**Records contained in a dataset:**
________________________
//! OS identity from `os-release`.

use tracing::{debug, info};

use super::{Contribution, ProviderError, RetrievalPath, read_with_fallback};
use crate::config::RunParams;
use crate::image::{AccessorError, Image};
use crate::metadata::{BaseMetadata, Metadata};

pub const NAME: &str = "base";

/// Checked in order; the second is the fallback location from os-release(5).
pub const OS_RELEASE_PATHS: [&str; 2] = ["/etc/os-release", "/usr/lib/os-release"];

/// os-release keys we record, and the metadata key each maps to.
const KEY_MAP: [(&str, &str); 6] = [
    ("NAME", "name"),
    ("VERSION", "version"),
    ("VERSION_ID", "version_id"),
    ("ID_LIKE", "id_like"),
    ("VERSION_CODENAME", "version_codename"),
    ("PRETTY_NAME", "pretty_name"),
];

pub fn provider(image: &dyn Image, _params: &RunParams, md: &Metadata) -> Result<Contribution, ProviderError> {
    let base = detect(image).map_err(ProviderError::accessor(NAME))?;
    let mut next = md.clone();
    next.base = base;
    Ok(next.into())
}

/// Detect the image's OS identity. Missing or unreadable `os-release` yields
/// all-`"unknown"` fields; only a broken access channel is an error.
pub fn detect(image: &dyn Image) -> Result<BaseMetadata, AccessorError> {
    for path in OS_RELEASE_PATHS {
        if let Some(found) = read_with_fallback(image, path)? {
            let base = parse_os_release(&found.content);
            let via = match found.via {
                RetrievalPath::Direct => "direct read",
                RetrievalPath::Command => "cat",
            };
            info!("read {path} via {via}: {}", base.pretty_name);
            return Ok(base);
        }
    }

    debug!("no os-release found, base is unknown");
    Ok(BaseMetadata::default())
}

/// Parse `KEY=VALUE` lines. Unrecognized keys, comments and malformed lines
/// are ignored; keys not present stay `"unknown"`.
pub fn parse_os_release(content: &str) -> BaseMetadata {
    let mut base = BaseMetadata::default();

    for line in content.lines() {
        let line = line.trim();
        if line.is_empty() || line.starts_with('#') {
            continue;
        }
        let Some((key, raw)) = line.split_once('=') else {
            continue;
        };
        let Some((_, field)) = KEY_MAP.iter().find(|(k, _)| *k == key.trim()) else {
            continue;
        };
        base.set(field, unquote(raw.trim()));
    }

    base
}

fn unquote(raw: &str) -> String {
    if raw.len() >= 2 {
        if let Some(inner) = raw.strip_prefix('"').and_then(|r| r.strip_suffix('"')) {
            let mut out = String::with_capacity(inner.len());
            let mut chars = inner.chars();
            while let Some(c) = chars.next() {
                if c == '\\' {
                    if let Some(escaped) = chars.next() {
                        out.push(escaped);
                    }
                } else {
                    out.push(c);
                }
            }
            return out;
        }
        if let Some(inner) = raw.strip_prefix('\'').and_then(|r| r.strip_suffix('\'')) {
            return inner.to_string();
        }
    }
    raw.to_string()
}

#[cfg(test)]
mod tests {
    use super::*;
    use crate::image::fake::FakeImage;
    use crate::metadata::UNKNOWN;

    const BIONIC: &str = r#"NAME="Ubuntu"
VERSION="18.04.2 LTS (Bionic Beaver)"
ID=ubuntu
ID_LIKE=debian
PRETTY_NAME="Ubuntu 18.04.2 LTS"
VERSION_ID="18.04"
HOME_URL="https://www.ubuntu.com/"
VERSION_CODENAME=bionic
UBUNTU_CODENAME=bionic
"#;

    const ALPINE: &str = r#"NAME="Alpine Linux"
ID=alpine
VERSION_ID=3.10.1
PRETTY_NAME="Alpine Linux v3.10"
HOME_URL="https://alpinelinux.org/"
"#;

    #[test]
    fn test_ubuntu_bionic() {
        let image = FakeImage::new().with_file("/etc/os-release", BIONIC);
        let base = detect(&image).unwrap();

        assert_eq!(
            base,
            BaseMetadata {
                name: "Ubuntu".to_string(),
                version: "18.04.2 LTS (Bionic Beaver)".to_string(),
                version_id: "18.04".to_string(),
                id_like: "debian".to_string(),
                version_codename: "bionic".to_string(),
                pretty_name: "Ubuntu 18.04.2 LTS".to_string(),
            }
        );
    }

    #[test]
    fn test_partial_file_defaults_per_key() {
        let image = FakeImage::new().with_file("/etc/os-release", ALPINE);
        let base = detect(&image).unwrap();

        assert_eq!(base.name, "Alpine Linux");
        assert_eq!(base.version_id, "3.10.1");
        assert_eq!(base.version_codename, UNKNOWN);
        assert_eq!(base.id_like, UNKNOWN);
        assert_eq!(base.version, UNKNOWN);
    }

    #[test]
    fn test_no_os_release_anywhere() {
        let image = FakeImage::new().with_command(&["cat", "/etc/os-release"], "", 1);
        let base = detect(&image).unwrap();
        assert!(base.is_unknown());
    }

    #[test]
    fn test_file_present_without_cat() {
        let image = FakeImage::new()
            .without_runtime()
            .with_file("/etc/os-release", BIONIC);

        let base = detect(&image).unwrap();
        assert_eq!(base.name, "Ubuntu");
        assert_eq!(base.version_codename, "bionic");
        assert_eq!(base.version_id, "18.04");
    }

    #[test]
    fn test_cat_without_direct_read() {
        let image = FakeImage::new()
            .without_direct_read()
            .with_command(&["cat", "/etc/os-release"], BIONIC, 0);

        let base = detect(&image).unwrap();
        assert_eq!(base.pretty_name, "Ubuntu 18.04.2 LTS");
    }

    #[test]
    fn test_usr_lib_fallback() {
        let image = FakeImage::new()
            .without_runtime()
            .with_file("/usr/lib/os-release", ALPINE);

        assert_eq!(detect(&image).unwrap().name, "Alpine Linux");
    }

    #[test]
    fn test_garbage_yields_unknown() {
        let image = FakeImage::new().with_file("/etc/os-release", "this is not\nan os-release file\n");
        assert!(detect(&image).unwrap().is_unknown());
    }

    #[test]
    fn test_broken_channel_is_fatal_for_the_provider() {
        let image = FakeImage::new().broken();
        let err = provider(&image, &RunParams::default(), &Metadata::new()).unwrap_err();
        assert!(err.is_fatal());
        assert_eq!(err.provider(), NAME);
    }

    #[test]
    fn test_provider_only_touches_base() {
        let image = FakeImage::new().with_file("/etc/os-release", BIONIC);
        let md = Metadata::new();
        let next = provider(&image, &RunParams::default(), &md).unwrap().metadata;

        assert_eq!(next.base.name, "Ubuntu");
        assert_eq!(next.dependencies, md.dependencies);
        assert!(next.extends(&md));
    }

    #[test]
    fn test_unquote() {
        assert_eq!(unquote(r#""a \"quoted\" value""#), r#"a "quoted" value"#);
        assert_eq!(unquote("'single'"), "single");
        assert_eq!(unquote("bare"), "bare");
        assert_eq!(unquote("\""), "\"");
        assert_eq!(unquote(r#""""#), "");
    }
}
________________________
**ACTIVITY:** Give back all the data exactly as it was written.

**WRITTEN RESPONSE:**
//! OS identity from `os-release`.

use tracing::{debug, info};

use super::{Contribution, ProviderError, RetrievalPath, read_with_fallback};
use crate::config::RunParams;
use crate::image::{AccessorError, Image};
use crate::metadata::{BaseMetadata, Metadata};

pub const NAME: &str = "base";

/// Checked in order; the second is the fallback location from os-release(5).
pub const OS_RELEASE_PATHS: [&str; 2] = ["/etc/os-release", "/usr/lib/os-release"];

/// os-release keys we record, and the metadata key each maps to.
const KEY_MAP: [(&str, &str); 6] = [
    ("NAME", "name"),
    ("VERSION", "version"),
    ("VERSION_ID", "version_id"),
    ("ID_LIKE", "id_like"),
    ("VERSION_CODENAME", "version_codename"),
    ("PRETTY_NAME", "pretty_name"),
];

pub fn provider(image: &dyn Image, _params: &RunParams, md: &Metadata) -> Result<Contribution, ProviderError> {
    let base = detect(image).map_err(ProviderError::accessor(NAME))?;
    let mut next = md.clone();
    next.base = base;
    Ok(next.into())
}

/// Detect the image's OS identity. Missing or unreadable `os-release` yields
/// all-`"unknown"` fields; only a broken access channel is an error.
pub fn detect(image: &dyn Image) -> Result<BaseMetadata, AccessorError> {
    for path in OS_RELEASE_PATHS {
        if let Some(found) = read_with_fallback(image, path)? {
            let base = parse_os_release(&found.content);
            let via = match found.via {
                RetrievalPath::Direct => "direct read",
                RetrievalPath::Command => "cat",
            };
            info!("read {path} via {via}: {}", base.pretty_name);
            return Ok(base);
        }
    }

    debug!("no os-release found, base is unknown");
    Ok(BaseMetadata::default())
}

/// Parse `KEY=VALUE` lines. Unrecognized keys, comments and malformed lines
/// are ignored; keys not present stay `"unknown"`.
pub fn parse_os_release(content: &str) -> BaseMetadata {
    let mut base = BaseMetadata::default();

    for line in content.lines() {
        let line = line.trim();
        if line.is_empty() || line.starts_with('#') {
            continue;
        }
        let Some((key, raw)) = line.split_once('=') else {
            continue;
        };
        let Some((_, field)) = KEY_MAP.iter().find(|(k, _)| *k == key.trim()) else {
            continue;
        };
        base.set(field, unquote(raw.trim()));
    }

    base
}

fn unquote(raw: &str) -> String {
    if raw.len() >= 2 {
        if let Some(inner) = raw.strip_prefix('"').and_then(|r| r.strip_suffix('"')) {
            let mut out = String::with_capacity(inner.len());
            let mut chars = inner.chars();
            while let Some(c) = chars.next() {
                if c == '\\' {
                    if let Some(escaped) = chars.next() {
                        out.push(escaped);
                    }
                } else {
                    out.push(c);
                }
            }
            return out;
        }
        if let Some(inner) = raw.strip_prefix('\'').and_then(|r| r.strip_suffix('\'')) {
            return inner.to_string();
        }
    }
    raw.to_string()
}

#[cfg(test)]
mod tests {
    use super::*;
    use crate::image::fake::FakeImage;
    use crate::metadata::UNKNOWN;

    const BIONIC: &str = r#"NAME="Ubuntu"
VERSION="18.04.2 LTS (Bionic Beaver)"
ID=ubuntu
ID_LIKE=debian
PRETTY_NAME="Ubuntu 18.04.2 LTS"
VERSION_ID="18.04"
HOME_URL="https://www.ubuntu.com/"
VERSION_CODENAME=bionic
UBUNTU_CODENAME=bionic
"#;

    const ALPINE: &str = r#"NAME="Alpine Linux"
ID=alpine
VERSION_ID=3.10.1
PRETTY_NAME="Alpine Linux v3.10"
HOME_URL="https://alpinelinux.org/"
"#;

    #[test]
    fn test_ubuntu_bionic() {
        let image = FakeImage::new().with_file("/etc/os-release", BIONIC);
        let base = detect(&image).unwrap();

        assert_eq!(
            base,
            BaseMetadata {
                name: "Ubuntu".to_string(),
                version: "18.04.2 LTS (Bionic Beaver)".to_string(),
                version_id: "18.04".to_string(),
                id_like: "debian".to_string(),
                version_codename: "bionic".to_string(),
                pretty_name: "Ubuntu 18.04.2 LTS".to_string(),
            }
        );
    }

    #[test]
    fn test_partial_file_defaults_per_key() {
        let image = FakeImage::new().with_file("/etc/os-release", ALPINE);
        let base = detect(&image).unwrap();

        assert_eq!(base.name, "Alpine Linux");
        assert_eq!(base.version_id, "3.10.1");
        assert_eq!(base.version_codename, UNKNOWN);
        assert_eq!(base.id_like, UNKNOWN);
        assert_eq!(base.version, UNKNOWN);
    }

    #[test]
    fn test_no_os_release_anywhere() {
        let image = FakeImage::new().with_command(&["cat", "/etc/os-release"], "", 1);
        let base = detect(&image).unwrap();
        assert!(base.is_unknown());
    }

    #[test]
    fn test_file_present_without_cat() {
        let image = FakeImage::new()
            .without_runtime()
            .with_file("/etc/os-release", BIONIC);

        let base = detect(&image).unwrap();
        assert_eq!(base.name, "Ubuntu");
        assert_eq!(base.version_codename, "bionic");
        assert_eq!(base.version_id, "18.04");
    }

    #[test]
    fn test_cat_without_direct_read() {
        let image = FakeImage::new()
            .without_direct_read()
            .with_command(&["cat", "/etc/os-release"], BIONIC, 0);

        let base = detect(&image).unwrap();
        assert_eq!(base.pretty_name, "Ubuntu 18.04.2 LTS");
    }

    #[test]
    fn test_usr_lib_fallback() {
        let image = FakeImage::new()
            .without_runtime()
            .with_file("/usr/lib/os-release", ALPINE);

        assert_eq!(detect(&image).unwrap().name, "Alpine Linux");
    }

    #[test]
    fn test_garbage_yields_unknown() {
        let image = FakeImage::new().with_file("/etc/os-release", "this is not\nan os-release file\n");
        assert!(detect(&image).unwrap().is_unknown());
    }

    #[test]
    fn test_broken_channel_is_fatal_for_the_provider() {
        let image = FakeImage::new().broken();
        let err = provider(&image, &RunParams::default(), &Metadata::new()).unwrap_err();
        assert!(err.is_fatal());
        assert_eq!(err.provider(), NAME);
    }

    #[test]
    fn test_provider_only_touches_base() {
        let image = FakeImage::new().with_file("/etc/os-release", BIONIC);
        let md = Metadata::new();
        let next = provider(&image, &RunParams::default(), &md).unwrap().metadata;

        assert_eq!(next.base.name, "Ubuntu");
        assert_eq!(next.dependencies, md.dependencies);
        assert!(next.extends(&md));
    }

    #[test]
    fn test_unquote() {
        assert_eq!(unquote(r#""a \"quoted\" value""#), r#"a "quoted" value"#);
        assert_eq!(unquote("'single'"), "single");
        assert_eq!(unquote("bare"), "bare");
        assert_eq!(unquote("\""), "\"");
        assert_eq!(unquote(r#""""#), "");
    }
}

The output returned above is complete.